> **REQUIRED ACTION**
Within the entries below, every line containing "cursor" is to be copied.

> **Saved entries**
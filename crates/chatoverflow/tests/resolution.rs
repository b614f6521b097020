//! Hierarchy and binding properties over explicitly registered declarations.

use std::collections::HashSet;
use std::sync::Arc;

use chatoverflow::prelude::*;
use chatoverflow::{
    BindingTable, BuildPhase, ConnectorTypeDeclaration, ContractDeclaration, ContractHierarchy,
    ContractKind, CoreError, Declaration, DeclarationError, HierarchyBuilder,
    ImplementationDeclaration, MetadataRegistry, plugin_factory,
};

trait Marker: Send + Sync {}

struct Noop;

impl Marker for Noop {}

impl Plugin for Noop {
    fn create(_: &PluginContext) -> Result<Self, BoxError> {
        Ok(Noop)
    }
}

fn contract(id: String, kind: ContractKind, parent: Option<String>) -> ContractDeclaration {
    let decl = ContractDeclaration::new(id, kind);
    match parent {
        Some(parent) => decl.with_parent(parent),
        None => decl,
    }
}

/// A forest of `n` contracts where node `i > 0` hangs below `(i - 1) / fan_out`,
/// with every `roots_every`-th node starting a new tree.
fn forest(n: usize, fan_out: usize, roots_every: usize) -> Vec<ContractDeclaration> {
    (0..n)
        .map(|i| {
            let parent = (i % roots_every != 0).then(|| format!("C{}", (i - 1) / fan_out));
            contract(format!("C{i}"), ContractKind::Input, parent)
        })
        .collect()
}

fn build(declarations: Vec<ContractDeclaration>) -> Result<Arc<ContractHierarchy>, CoreError> {
    let mut builder = HierarchyBuilder::new();
    for decl in declarations {
        builder.insert(decl)?;
    }
    builder.build()
}

#[test]
fn forests_have_unique_root_paths() {
    let shapes = [(1, 1, 1), (10, 1, 4), (40, 2, 7), (100, 3, 100), (64, 5, 9)];
    for (n, fan_out, roots_every) in shapes {
        let declarations = forest(n, fan_out, roots_every);
        let hierarchy = build(declarations.clone()).unwrap();
        assert_eq!(hierarchy.len(), n);

        let roots: HashSet<_> = hierarchy.roots().iter().collect();
        let mut seen_as_child = HashSet::new();
        for decl in &declarations {
            let path = hierarchy.path_to_root(decl.id.as_str());
            assert_eq!(path.first().copied(), Some(&decl.id));
            assert!(roots.contains(path.last().unwrap()));

            // Walking parents one step at a time gives the same path.
            let mut expected = vec![&decl.id];
            let mut cursor = decl.parent.as_ref();
            while let Some(parent) = cursor {
                expected.push(parent);
                cursor = declarations
                    .iter()
                    .find(|d| &d.id == parent)
                    .and_then(|d| d.parent.as_ref());
            }
            assert_eq!(path, expected);

            for child in hierarchy.children(decl.id.as_str()) {
                assert!(seen_as_child.insert(child.clone()), "{child} has two parents");
            }
        }
        assert_eq!(seen_as_child.len() + roots.len(), n);
    }
}

#[test]
fn cycles_are_rejected_without_partial_tree() {
    for len in 2..=6 {
        let mut declarations: Vec<_> = (0..len)
            .map(|i| {
                contract(
                    format!("Loop{i}"),
                    ContractKind::Output,
                    Some(format!("Loop{}", (i + 1) % len)),
                )
            })
            .collect();
        declarations.push(contract("Output".into(), ContractKind::Output, None));
        declarations.push(contract(
            "ChatOutput".into(),
            ContractKind::Output,
            Some("Output".into()),
        ));

        let mut builder = HierarchyBuilder::new();
        for decl in declarations {
            builder.insert(decl).unwrap();
        }

        let err = builder.build().unwrap_err();
        let CoreError::Declaration(DeclarationError::CyclicHierarchy { cycle }) = &err else {
            panic!("expected a cycle error, got {err:?}");
        };
        assert_eq!(cycle.len(), len);
        assert!(cycle.iter().all(|id| id.as_str().starts_with("Loop")));

        // Nothing was frozen; the builder is still open for corrections.
        assert_eq!(builder.phase(), BuildPhase::Open);
    }
}

#[test]
fn requirement_descendants_need_connector() {
    let contracts = vec![
        contract("Requirement".into(), ContractKind::Requirement, None),
        contract(
            "ChatRequirement".into(),
            ContractKind::Requirement,
            Some("Requirement".into()),
        ),
        contract(
            "WhisperRequirement".into(),
            ContractKind::Requirement,
            Some("ChatRequirement".into()),
        ),
    ];
    let hierarchy = build(contracts.clone()).unwrap();

    for target in &contracts {
        let implementation = ImplementationDeclaration::new(
            format!("{}Impl", target.id),
            target.id.clone(),
            plugin_factory!(Noop => dyn Marker),
        );
        let err = BindingTable::bind(&[implementation], Arc::clone(&hierarchy), &[]).unwrap_err();
        assert!(
            matches!(
                err,
                CoreError::Declaration(DeclarationError::MissingConnectorDeclaration { .. })
            ),
            "{} bound without a connector",
            target.id
        );
    }
}

#[test]
fn inputs_and_outputs_reject_connector() {
    let mut registry = MetadataRegistry::new();
    registry
        .register_all([
            Declaration::from(ContractDeclaration::new("Output", ContractKind::Output)),
            ConnectorTypeDeclaration::new("TwitchConnector").into(),
            ImplementationDeclaration::new(
                "TwitchOutputImpl",
                "Output",
                plugin_factory!(Noop => dyn Marker),
            )
            .with_connector("TwitchConnector")
            .into(),
        ])
        .unwrap();
    registry.freeze();

    let hierarchy = HierarchyBuilder::from_registry(&registry)
        .unwrap()
        .build()
        .unwrap();
    let err = BindingTable::from_registry(&registry, &hierarchy).unwrap_err();
    assert!(matches!(
        err,
        CoreError::Declaration(DeclarationError::ConnectorNotAllowed { .. })
    ));
}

> **OUTPUT OF THE EXERCISE**
            let mut cursor = decl.parent.as_ref();
            while let Some(parent) = cursor {
                cursor = declarations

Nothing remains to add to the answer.